Camp4 - Climbing News Archive

SANTIAGO, Chile - Eight Israelis and Palestinians left Thursday on an expedition to climb an unnamed, unconquered mountain in Antarctica, vowing to show they can work together under difficult, dangerous conditions.

The two yachts carrying the six men and two women of the "Breaking the Ice" expedition sailed from Puerto Williams, a Chilean navy base 2,050 miles south of Santiago.

"I think we are setting a very good example on how different people can live and cooperate together," expedition leader Heskel Nathanial said as the expedition sailed off in good weather.

"We are determined to support and help each other," Nathaniel, an Israeli working in Germany for a real estate company, told The Associated Press by telephone.

Minutes before their departure, he received phone calls from former Israeli Prime Minister Shimon Peres (news - web sites) and Palestinian leader Yasser Arafat (news - web sites), Nathaniel said. He said Arafat invited the group to visit him after their adventure.

The four Arabs and four Jews plan to climb a mountain near the Bruce Plateau in Antarctica after sailing for 600 miles in some of the world's most treacherous waters.

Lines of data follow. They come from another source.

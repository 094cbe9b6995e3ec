//! alfredmoji — Unicode emoji data to Alfred snippet pack.
//!
//! Fetches `emoji-test.txt` (or `emoji-sequences.txt`) from unicode.org,
//! parses every emoji line, writes one Alfred snippet JSON file per emoji
//! and bundles them with a manifest and icon into a `.alfredsnippets`
//! archive. This crate holds the command-line surface; the work happens in
//! the member crates, re-exported here so integration tests can reach them
//! through one path.
//!
//! # Architecture
//!
//! ```text
//! Fetcher ──► Line Parser ──► Record Emitter ──► Archive Builder
//!  (feeds)      (core)           (pack)             (pack)
//! ```
//!
//! Everything runs on the main thread, one line at a time.

pub mod cli;

pub use alfredmoji_core::config::Config;
pub use alfredmoji_core::{EmojiRecord, Glyph, SourceFormat};
pub use alfredmoji_pack::{run, Mode, PackOptions, RunReport};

The yachts are expected to take four days to sail from Puerto Williams to Antarctica, via the Drake Passage. Then, they will sail for another five days along the Antarctic coast to the area selected for the climbing.

Two of the Palestinians on the expedition spent time in Israeli prisons one for attacking Israeli soldiers and another who was accused of terrorism. Two of the Israelis are former members of an elite commando unit.

The nonprofit group Extreme Peace Missions said it organized the 35-day expedition "out of a belief that overcoming physical obstacles by working together as a team toward shared goals can unite the Israelis and Palestinians."

The expedition is also sponsored by Israel's Peres Center for Peace and according to organizers has received support from Arafat, U.N. Secretary General Kofi Annan (news - web sites), the Dalai Lama and former Soviet leader Mikhail Gorbachev.